Los principales funcionarios del aeropuerto y del distrito local cambiaron tres veces durante la duración del proyecto. Cada vez, el equipo del Sr. Shum tuvo que reiniciar el proceso de congraciamiento.

“Mucha gente asumió que con la protección de los Wens”, dijo, refiriéndose a la familia del ex primer ministro, “estaríamos contando dinero sin tener que levantarnos por la mañana. La verdad es que fue agotador “.

Si la Sra. Duan y el Sr. Shum tuvieron que pasar por todo tipo de obstáculos para impulsar sus proyectos, otras empresas sin sus conexiones políticas deben soportar mucho más para que las cosas sucedan.

Shum dijo que comenzó a escribir el libro en 2018 en parte porque su hijo, que entonces tenía 8 años, comenzó a buscar el nombre de su madre en línea. Pensó que sería mejor si pudiera dar su versión de ella y su matrimonio, que terminó en divorcio en 2015.

Luego, justo antes de la publicación esperada del libro a principios de este mes, dijo, la Sra.
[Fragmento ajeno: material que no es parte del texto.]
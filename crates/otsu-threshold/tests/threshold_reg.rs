//! Regression tests for the three threshold algorithms
//!
//! Covers the observable contracts:
//! - degenerate single-valued inputs select no level
//! - a two-population image splits exactly between the populations
//! - block(1,1) equals global; blocks are internally uniform
//! - a whole-image window equals global broadcast as floating point
//! - uneven partitions cover every pixel without going out of bounds
//! - invalid arguments fail before any computation
//! - reruns are bit-identical

use otsu_core::{GrayImage, Rect};
use otsu_threshold::{
    ThresholdError, block_threshold, global_level, global_threshold, otsu_level, window_threshold,
};
use rand::rngs::StdRng;
use rand::{RngExt, SeedableRng};

/// Create a uniform image
fn make_uniform_gray(val: u8, w: u32, h: u32) -> GrayImage {
    GrayImage::new_with_value(w, h, val).unwrap()
}

/// Create an image with the top half at `low` and the bottom half at `high`
fn make_two_band_gray(low: u8, high: u8, w: u32, h: u32) -> GrayImage {
    let mut image = GrayImage::new_with_value(w, h, low).unwrap();
    for y in h / 2..h {
        for x in 0..w {
            image.set_pixel_unchecked(x, y, high);
        }
    }
    image
}

/// Create an image with uniformly random pixel values
fn make_random_gray(w: u32, h: u32, seed: u64) -> GrayImage {
    let mut rng = StdRng::seed_from_u64(seed);
    let data: Vec<u8> = (0..(w as usize * h as usize))
        .map(|_| rng.random_range(0..=255u8))
        .collect();
    GrayImage::from_raw(w, h, data).unwrap()
}

// ============================================================================
// Degenerate inputs
// ============================================================================

#[test]
fn test_uniform_image_has_no_level() {
    for val in [0u8, 128, 255] {
        let image = make_uniform_gray(val, 12, 9);
        assert_eq!(global_level(&image), None);
        let mask = global_threshold(&image).unwrap();
        assert!(mask.cells().iter().all(|c| c.is_none()));
    }
}

// ============================================================================
// Two-population split
// ============================================================================

#[test]
fn test_two_band_image_splits_between_populations() {
    let image = make_two_band_gray(10, 200, 16, 16);
    let level = global_level(&image).unwrap();
    // Smallest-level tie-break: every cut in 10..=199 separates the two
    // populations with zero intra-class variance, and the first one wins.
    assert_eq!(level, 10);
    // The split is exact under the `pixel > mask` binarization rule.
    assert!(image.pixels().iter().all(|&p| p <= level || p >= 200));
}

#[test]
fn test_two_band_intra_class_variance_is_zero_at_cut() {
    // With both classes single-valued, each pixel equals its class mean,
    // so the class variances vanish. Verify through the histogram: the
    // lower class holds exactly the low population.
    let image = make_two_band_gray(10, 200, 16, 16);
    let hist = image.histogram();
    let level = otsu_level(&hist).unwrap();
    let lower: u64 = hist.counts()[..=level as usize].iter().sum();
    assert_eq!(lower, 128);
    assert_eq!(hist.count(10), 128);
    assert_eq!(hist.count(200), 128);
}

// ============================================================================
// Block partitioning
// ============================================================================

#[test]
fn test_block_1x1_equals_global() {
    let image = make_random_gray(21, 17, 29);
    assert_eq!(
        block_threshold(&image, 1, 1).unwrap(),
        global_threshold(&image).unwrap()
    );
}

#[test]
fn test_block_cells_uniform_within_each_block() {
    let image = make_random_gray(23, 14, 31);
    let (v_segments, h_segments) = (4u32, 3u32);
    let mask = block_threshold(&image, v_segments, h_segments).unwrap();

    // Recompute the grid geometry and check cell agreement per block.
    let block_h = image.height() / v_segments + 1;
    let block_w = image.width() / h_segments + 1;
    let mut y0 = 0;
    while y0 < image.height() {
        let mut x0 = 0;
        while x0 < image.width() {
            let first = mask.get_unchecked(x0, y0);
            for y in y0..(y0 + block_h).min(image.height()) {
                for x in x0..(x0 + block_w).min(image.width()) {
                    assert_eq!(mask.get_unchecked(x, y), first);
                }
            }
            x0 += block_w;
        }
        y0 += block_h;
    }
}

#[test]
fn test_block_matches_regions_computed_directly() {
    let image = make_random_gray(19, 11, 37);
    let (v_segments, h_segments) = (3u32, 5u32);
    let mask = block_threshold(&image, v_segments, h_segments).unwrap();

    let block_h = image.height() / v_segments + 1;
    let block_w = image.width() / h_segments + 1;
    let mut y0 = 0;
    while y0 < image.height() {
        let mut x0 = 0;
        while x0 < image.width() {
            let rect = Rect::new(x0, y0, block_w, block_h);
            let hist = image.histogram_in_rect(&rect).unwrap();
            assert_eq!(mask.get_unchecked(x0, y0), otsu_level(&hist));
            x0 += block_w;
        }
        y0 += block_h;
    }
}

#[test]
fn test_uneven_block_partition_covers_all_cells() {
    // 13x7 with a 3x3 grid: blocks are 5/5/3 wide and 3/3/1 tall, so
    // neither axis divides evenly. A checkerboard puts both values in
    // every block, so every cell must have been written.
    let mut image = GrayImage::new(13, 7).unwrap();
    for y in 0..7 {
        for x in 0..13 {
            image.set_pixel_unchecked(x, y, if (x + y) % 2 == 0 { 15 } else { 230 });
        }
    }
    let mask = block_threshold(&image, 3, 3).unwrap();
    assert_eq!(mask.width(), 13);
    assert_eq!(mask.height(), 7);
    assert!(mask.cells().iter().all(|c| c.is_some()));
}

// ============================================================================
// Sliding window
// ============================================================================

#[test]
fn test_whole_image_window_equals_global_broadcast() {
    let image = make_random_gray(12, 10, 43);
    let expected = global_level(&image).unwrap() as f32;
    let mask = window_threshold(&image, 10, 12, 10, 12).unwrap();
    assert!(mask.data().iter().all(|&v| v == expected));

    // Strides larger than the image still place exactly one window.
    let mask = window_threshold(&image, 10, 12, 64, 64).unwrap();
    assert!(mask.data().iter().all(|&v| v == expected));
}

#[test]
fn test_window_mask_shape_matches_image() {
    let image = make_random_gray(17, 9, 47);
    let mask = window_threshold(&image, 4, 4, 2, 2).unwrap();
    assert_eq!(mask.width(), 17);
    assert_eq!(mask.height(), 9);
}

#[test]
fn test_overlapping_windows_cover_all_cells() {
    // Stride <= window in both axes leaves no gaps; random noise makes
    // degenerate windows implausible at 4x4.
    let image = make_random_gray(17, 9, 53);
    let mask = window_threshold(&image, 4, 4, 2, 2).unwrap();
    assert!(mask.data().iter().all(|v| !v.is_nan()));
}

// ============================================================================
// Invalid arguments
// ============================================================================

#[test]
fn test_invalid_arguments_fail_before_any_work() {
    let image = make_random_gray(8, 8, 59);
    assert!(matches!(
        block_threshold(&image, 0, 2),
        Err(ThresholdError::InvalidParameters(_))
    ));
    assert!(matches!(
        block_threshold(&image, 2, 0),
        Err(ThresholdError::InvalidParameters(_))
    ));
    for (wh, ww, vs, hs) in [(0, 4, 1, 1), (4, 0, 1, 1), (4, 4, 0, 1), (4, 4, 1, 0)] {
        assert!(matches!(
            window_threshold(&image, wh, ww, vs, hs),
            Err(ThresholdError::InvalidParameters(_))
        ));
    }
}

// ============================================================================
// Idempotence
// ============================================================================

#[test]
fn test_reruns_are_bit_identical() {
    let image = make_random_gray(15, 15, 61);

    assert_eq!(
        global_threshold(&image).unwrap(),
        global_threshold(&image).unwrap()
    );
    assert_eq!(
        block_threshold(&image, 3, 3).unwrap(),
        block_threshold(&image, 3, 3).unwrap()
    );

    // Compare window masks bit-wise so NaN cells also count as equal.
    let a = window_threshold(&image, 4, 4, 6, 6).unwrap();
    let b = window_threshold(&image, 4, 4, 6, 6).unwrap();
    let bits = |m: &otsu_core::FMask| -> Vec<u32> { m.data().iter().map(|v| v.to_bits()).collect() };
    assert_eq!(bits(&a), bits(&b));
}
Duan lo llamó, tratando de persuadirlo de que retirara el libro. No está seguro de si estaba hablando por sí misma o transmitiendo un mensaje de las autoridades chinas. Pero está seguro de que ella no estaría feliz con el libro.

“Esta es ella”, dijo. “Ella nunca quiere salir de la sombra”.

Leo Pimentel se especializa en noticias de Asia y el sudeste asiatico.